If you have minthreads set low and maxthreads set high, a sudden flurry of connections after an idle period will trigger the spawning of new threads, and therefore new template compiles because the compiled proc code is only defined in the current thread context.  To maximize performance it is best to set minthreads=maxthreads at some reasonable number.  Thread initialization overhead isn't confined to the template system, all the procs defined in every package's library directory (/tcl) are recompiled also  when a new thread fires up.

Hmmm ... the more I think this the more I think this is probably the source of the problem, you've got minthreads set low and are respawning threads when you hit a flurry of connections.  Letting threads die is appropriate on a development box or if you're hosting a low-volume site on a box the serves up a variety of services, but not on a production site with any significant level of volume.

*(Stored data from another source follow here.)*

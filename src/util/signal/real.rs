use crate::error::Result;
use crate::sync::{Condvar, MutexGuard};
use std::time::Instant;

/// Wait/notify primitive paired with the state behind a queue's mutex.
///
/// Waiters always re-check their predicate after returning: both
/// [`wait`](Signal::wait) and [`wait_until`](Signal::wait_until) may
/// return spuriously.
pub(crate) struct Signal {
    condvar: Condvar,
}

impl Signal {
    pub(crate) const fn new() -> Self {
        Self {
            condvar: Condvar::new(),
        }
    }

    /// Releases `guard` and sleeps until notified.
    #[inline]
    pub(crate) fn wait<'a, T>(&self, guard: MutexGuard<'a, T>) -> Result<MutexGuard<'a, T>> {
        Ok(self.condvar.wait(guard)?)
    }

    /// Releases `guard` and sleeps until notified or until `deadline` passes.
    ///
    /// Returns immediately if `deadline` already passed.
    pub(crate) fn wait_until<'a, T>(
        &self,
        guard: MutexGuard<'a, T>,
        deadline: Instant,
    ) -> Result<MutexGuard<'a, T>> {
        let now = Instant::now();
        if deadline <= now {
            return Ok(guard);
        }
        let (guard, _timed_out) = self.condvar.wait_timeout(guard, deadline - now)?;
        Ok(guard)
    }

    #[inline]
    pub(crate) fn notify_one(&self) {
        self.condvar.notify_one();
    }

    #[inline]
    pub(crate) fn notify_all(&self) {
        self.condvar.notify_all();
    }
}
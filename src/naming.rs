use rand::Rng;
use rand::distributions::Alphanumeric;
use std::path::MAIN_SEPARATOR;

/// Longest name (in chars) taken from the first line of a note.
pub const MAX_NAME_CHARS: usize = 64;

/// Length of the disambiguating suffix appended on collision.
pub const SUFFIX_LEN: usize = 5;

/// Outcome of deriving a file name from note content.
#[derive(Debug, Clone, PartialEq, Eq)]
pub enum DerivedName {
    Name(String),
    Skip,
}

/// Derive the base file name (without extension) from a note's content.
///
/// Takes the first line, clamps it to [`MAX_NAME_CHARS`] characters and then
/// strips path separators and carriage returns. The result can therefore be
/// shorter than the limit. Empty results mean the note has no usable name.
pub fn derive(content: &str) -> DerivedName {
    let first_line = content.split('\n').next().unwrap_or_default();
    let name: String = first_line
        .chars()
        .take(MAX_NAME_CHARS)
        .filter(|&c| c != MAIN_SEPARATOR && c != '\r')
        .collect();

    if name.is_empty() {
        DerivedName::Skip
    } else {
        DerivedName::Name(name)
    }
}

/// Source of the random suffixes used to disambiguate colliding names.
pub trait SuffixSource {
    fn suffix(&mut self, len: usize) -> String;
}

/// Alphanumeric suffixes from the thread-local RNG.
#[derive(Debug, Default)]
pub struct RandomSuffix;

impl SuffixSource for RandomSuffix {
    fn suffix(&mut self, len: usize) -> String {
        let mut rng = rand::thread_rng();
        (0..len).map(|_| char::from(rng.sample(Alphanumeric))).collect()
    }
}

/// Hands out a fixed list of suffixes in order, then repeats the last one.
/// Lets tests predict the exact names produced on collision.
#[derive(Debug, Clone)]
pub struct FixedSuffixes {
    queue: Vec<String>,
    next: usize,
}

impl FixedSuffixes {
    pub fn new<I, S>(suffixes: I) -> Self
    where
        I: IntoIterator<Item = S>,
        S: Into<String>,
    {
        Self {
            queue: suffixes.into_iter().map(Into::into).collect(),
            next: 0,
        }
    }
}

impl SuffixSource for FixedSuffixes {
    fn suffix(&mut self, len: usize) -> String {
        let picked = self
            .queue
            .get(self.next)
            .or_else(|| self.queue.last())
            .cloned()
            .unwrap_or_default();
        self.next += 1;
        picked.chars().take(len).collect()
    }
}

As far as raw speed goes, I've been doing some benchmarking to get some baseline data on the request processor.  On my new P4 2.4GHz machine with PC2100 DDR RAM, using AOLserver 4 in production mode and caching the read permission check, I get over 70 templated page views a second when loading it down with five tclwebtest scripts repeatedly viewing a very simple template that sets one var and displays it.  I get less throughput with a single connection, apparently connection latency plays a role.

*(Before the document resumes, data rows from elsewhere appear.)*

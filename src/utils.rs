use std::path::PathBuf;

/// Name used on every commit unless the config file says otherwise.
pub const DEFAULT_AUTHOR_NAME: &str = "GitJournal Exporter";
pub const DEFAULT_AUTHOR_EMAIL: &str = "a@b.c";

/// Configuration required to run the export process.
/// This decouples the logic from how the arguments were parsed (CLI/Config file).
#[derive(Clone, Debug)]
pub struct ExportConfig {
    pub input: PathBuf,
    pub output: PathBuf,
    pub author: Author,
    pub verbose: bool,
    pub quiet: bool,
}

/// Identity stamped on the commits we create.
#[derive(Clone, Debug, PartialEq, Eq)]
pub struct Author {
    pub name: String,
    pub email: String,
}

impl Default for Author {
    fn default() -> Self {
        Self {
            name: DEFAULT_AUTHOR_NAME.to_string(),
            email: DEFAULT_AUTHOR_EMAIL.to_string(),
        }
    }
}

/// What happened to a single note.
#[derive(Clone, Debug, PartialEq, Eq)]
pub enum ProcessResult {
    /// Written and committed; the file stays in the tree.
    Exported(String),
    /// Written, committed, removed and committed again.
    Trashed(String),
    /// Derived name was empty, nothing touched.
    Skipped,
}
//! # simplenote-git-export
//!
//! A CLI tool that turns a [Simplenote](https://simplenote.com) export archive into a git
//! repository of Markdown notes, ready to be used as a [GitJournal](https://gitjournal.io) repo.
//!
//! ## What it does
//!
//! Simplenote exports a zip holding `source/notes.json`, with an `activeNotes` and a
//! `trashedNotes` array. Every note becomes `<first line>.md` with a small front-matter block
//! carrying its creation and modification dates, followed by the note exactly as written.
//!
//! Each note is committed on its own:
//!
//! - active notes get one commit, `Exported <file>`;
//! - trashed notes get two, `Exported to delete <file>` and then `Deleted <file>`, so the
//!   repository remembers what the note said as well as the fact that it was thrown away.
//!
//! ## Existing repositories
//!
//! When the output directory already exists it is opened as a git repository and new commits
//! are appended. Files from earlier runs are never rewritten; a note whose name is already taken
//! is written under `<name>_<suffix>.md` instead.
//!
//! ## Usage
//!
//! ```sh
//! simplenote-git-export -input notes.zip -output ~/journal
//! ```
//!
//! The commit author can be set in `~/.config/simplenote-git-export/config.toml`.

pub mod exporter;
pub mod history;
pub mod importer;
pub mod naming;
pub mod sequential;
pub mod utils;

AOLserver 4 seems to perform about 20% better than AOLserver 3 in this test (this is due to Tcl8.4.3 performance improvements, you can run that Tcl version with AOLserver 3, too)

Performance mode gets about 15%, permission caching on a basic install a few percent ...

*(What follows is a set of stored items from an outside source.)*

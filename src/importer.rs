//! Reading the Simplenote export archive.
//!
//! The archive is a zip produced by simplenote.com. The only member we care
//! about is `source/notes.json`:
//!
//! ```json
//! {
//!   "activeNotes":  [{ "content": "...", "creationDate": "...", "lastModified": "..." }],
//!   "trashedNotes": [{ "content": "...", "creationDate": "...", "lastModified": "..." }]
//! }
//! ```
//!
//! Timestamps are carried through as opaque strings.
use eyre::{Context, Result, eyre};
use serde::Deserialize;
use serde_json::value::RawValue;
use std::fs::File;
use std::io::{Read, Seek};
use std::path::Path;
use zip::ZipArchive;
use zip::result::ZipError;

/// Archive member holding the notes document.
pub const NOTES_MEMBER: &str = "source/notes.json";

/// Upper bound on the buffer reserved up front for the member.
const MAX_SIZE_HINT: u64 = 16 * 1024 * 1024;

#[derive(Debug, Clone, Copy, PartialEq, Eq)]
pub enum NoteKind {
    Active,
    Trashed,
}

/// One note from the export, either kept or trashed by the service.
#[derive(Debug, Clone, Default, PartialEq, Eq)]
pub struct Note {
    pub content: String,
    pub creation_date: String,
    pub last_modified: String,
}

/// Decoded `source/notes.json`, notes in document order.
#[derive(Debug, Default)]
pub struct NotesDocument {
    pub active_notes: Vec<Note>,
    pub trashed_notes: Vec<Note>,
}

impl NotesDocument {
    pub fn len(&self) -> usize {
        self.active_notes.len() + self.trashed_notes.len()
    }

    pub fn is_empty(&self) -> bool {
        self.len() == 0
    }
}

// Both arrays are required. Elements stay raw so one bad note cannot sink
// the others: raw scanning does not validate escapes.
#[derive(Deserialize)]
#[serde(rename_all = "camelCase")]
struct RawDocument {
    active_notes: Vec<Box<RawValue>>,
    trashed_notes: Vec<Box<RawValue>>,
}

#[derive(Deserialize, Default)]
#[serde(rename_all = "camelCase")]
struct RawNote {
    content: Option<Box<RawValue>>,
    creation_date: Option<Box<RawValue>>,
    last_modified: Option<Box<RawValue>>,
}

impl Note {
    /// Build a note from one array element. Anything that is not an object
    /// yields an empty note; fields that are missing, not strings, or fail to
    /// decode (e.g. lone surrogate escapes) become "".
    fn from_raw(raw: &RawValue) -> Self {
        let fields: RawNote = serde_json::from_str(raw.get()).unwrap_or_default();
        Self {
            content: lenient_string(fields.content.as_deref()),
            creation_date: lenient_string(fields.creation_date.as_deref()),
            last_modified: lenient_string(fields.last_modified.as_deref()),
        }
    }
}

fn lenient_string(raw: Option<&RawValue>) -> String {
    raw.and_then(|r| serde_json::from_str::<String>(r.get()).ok())
        .unwrap_or_default()
}

/// Open the archive at `path` and decode its notes document.
pub fn read_archive(path: &Path) -> Result<NotesDocument> {
    let file = File::open(path)
        .wrap_err_with(|| format!("Unable to open archive: {}", path.display()))?;
    read_notes(file).wrap_err_with(|| format!("Unable to read archive: {}", path.display()))
}

/// Decode the notes document from any seekable zip source.
pub fn read_notes<R: Read + Seek>(reader: R) -> Result<NotesDocument> {
    let mut archive = ZipArchive::new(reader).wrap_err("Not a valid zip archive")?;

    let mut member = archive.by_name(NOTES_MEMBER).map_err(|e| match e {
        ZipError::FileNotFound => eyre!("Archive has no {} member", NOTES_MEMBER),
        other => eyre::Report::new(other).wrap_err(format!("Unable to read {}", NOTES_MEMBER)),
    })?;

    // Declared size is only a hint; the header may lie.
    let mut json = Vec::with_capacity(member.size().min(MAX_SIZE_HINT) as usize);
    member
        .read_to_end(&mut json)
        .wrap_err_with(|| format!("Unable to read {} from archive", NOTES_MEMBER))?;

    parse_document(&json)
}

pub fn parse_document(json: &[u8]) -> Result<NotesDocument> {
    let raw: RawDocument =
        serde_json::from_slice(json).wrap_err_with(|| format!("Malformed {}", NOTES_MEMBER))?;
    Ok(NotesDocument {
        active_notes: raw.active_notes.iter().map(|n| Note::from_raw(n)).collect(),
        trashed_notes: raw.trashed_notes.iter().map(|n| Note::from_raw(n)).collect(),
    })
}
use crate::importer::Note;
use crate::naming::{self, DerivedName, SUFFIX_LEN, SuffixSource};
use eyre::{Context, Result, eyre};
use std::fs::{File, OpenOptions};
use std::io::{BufWriter, ErrorKind, Write};
use std::path::Path;

/// How many suffixed names we try before giving up on a colliding note.
pub const MAX_SUFFIX_ATTEMPTS: usize = 16;

/// Render a note: front-matter block followed by the untouched content.
pub fn write_note_markdown<W: Write>(writer: &mut W, note: &Note) -> std::io::Result<()> {
    writeln!(writer, "---")?;
    writeln!(writer, "created: {}", note.creation_date)?;
    writeln!(writer, "modified: {}", note.last_modified)?;
    writeln!(writer, "---")?;
    writer.write_all(note.content.as_bytes())
}

/// Write `note` into `folder` as `<derived name>.md`.
///
/// Returns the file name relative to `folder`, or `None` when the note has
/// no usable name and nothing was written. When the plain name is taken,
/// `_` plus a short suffix from `suffixes` is inserted before the extension.
/// The file is fully written and closed when this returns.
pub fn write_note(
    folder: &Path,
    note: &Note,
    suffixes: &mut dyn SuffixSource,
) -> Result<Option<String>> {
    let stem = match naming::derive(&note.content) {
        DerivedName::Name(stem) => stem,
        DerivedName::Skip => return Ok(None),
    };

    let (filename, file) = create_unique(folder, &stem, suffixes)?;
    let mut writer = BufWriter::new(file);
    write_note_markdown(&mut writer, note)
        .and_then(|_| writer.flush())
        .wrap_err_with(|| format!("Unable to write file: {}", filename))?;

    Ok(Some(filename))
}

fn create_unique(
    folder: &Path,
    stem: &str,
    suffixes: &mut dyn SuffixSource,
) -> Result<(String, File)> {
    let plain = format!("{}.md", stem);
    if let Some(file) = create_new(folder, &plain)? {
        return Ok((plain, file));
    }

    for _ in 0..MAX_SUFFIX_ATTEMPTS {
        let candidate = format!("{}_{}.md", stem, suffixes.suffix(SUFFIX_LEN));
        if let Some(file) = create_new(folder, &candidate)? {
            return Ok((candidate, file));
        }
    }

    Err(eyre!(
        "Unable to find a free name for {} after {} attempts",
        plain,
        MAX_SUFFIX_ATTEMPTS
    ))
}

// `None` when something already sits at that path.
fn create_new(folder: &Path, filename: &str) -> Result<Option<File>> {
    let path = folder.join(filename);
    match OpenOptions::new().write(true).create_new(true).open(&path) {
        Ok(file) => Ok(Some(file)),
        Err(e) if e.kind() == ErrorKind::AlreadyExists => Ok(None),
        Err(e) => Err(e).wrap_err_with(|| format!("Unable to create new file: {}", path.display())),
    }
}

Anyway ... 70 templated page views a second ain't bad on a $389 Dell box (of course you can't get that box for $389, nah nah nah!)

Collapse
Posted by Andrew Piskorski on
Damn, I forgot to check my thread settings. Yep, Don, looks like you were right.

I had maxthreads 20, and the defaults for minthreads and threadtimeout, which I think are 0 and 120 s, respectively. Not so good. On my Dev server, I set min and max threads both to the same number, threadtimeout to 3600 (1 hour), and tried again: Yep, saw what you'd expect:

First time a thread serves a request for a page, it's kind of slow, presumably due to the calls in template::adp_init to template::util::read_file and adp_compile. The second and subsequent times a thread servers a page, template::adp_init no longer sources the file like that, and things are faster. Some ns_logs I put in show that yes, each chunk of the page really is only being sourced once.

So everything seems correct, and speed is much improved now that I fixed my thread mis-configuration.

Things are still a bit slower than I'd like, database time of 300 ms (fast), total page serve time still of 1 or 1.5 seconds or so (kind of slow). But should improve noticeably once I move this to a much faster Linux server, and also when I switch to Tcl 8.4, so I'm happy for now.

Hm, it would be rather nice if the Developer Support request-info page reported stuff like whether the page was sourced this time around or whether it had already been cached to a proc...

Collapse
Posted by Don Baccus on
Yeah it would - submit a patch! :)
Collapse
Posted by Jade Rubick on
Should we increase the minthreads and maxthreads on the default config.tcl file? They're currently set to 5 each.
Collapse
Posted by Andrew Piskorski on
Hard to say, and I haven't looked at how much memory each AOLserver thread takes up with the latest OpenACS. My fairly un-informed guess is that 5 is probably fine for a Dev server but might be a bit low for any public Production server. Maybe 10 would be a better default value.

The important thing is probably to set the threadtimeout to something reasonable, the default of 120 s is just horrible for most people using OpenACS.

Collapse
Posted by Jeff Davis on
Threads are pretty fat -- It looked like roughly 12-20MB per thread if you install all the packages (it's less for just the core). I think leaving it at 5 with a BOLD comment that it should be increased for production sites on dedicated boxes is probably the right answer.

Actually the right answer is to get ttrace working which would decrease that footprint and thread create times immensely, but I tried and did not manage it. I am sure Zoran would help though.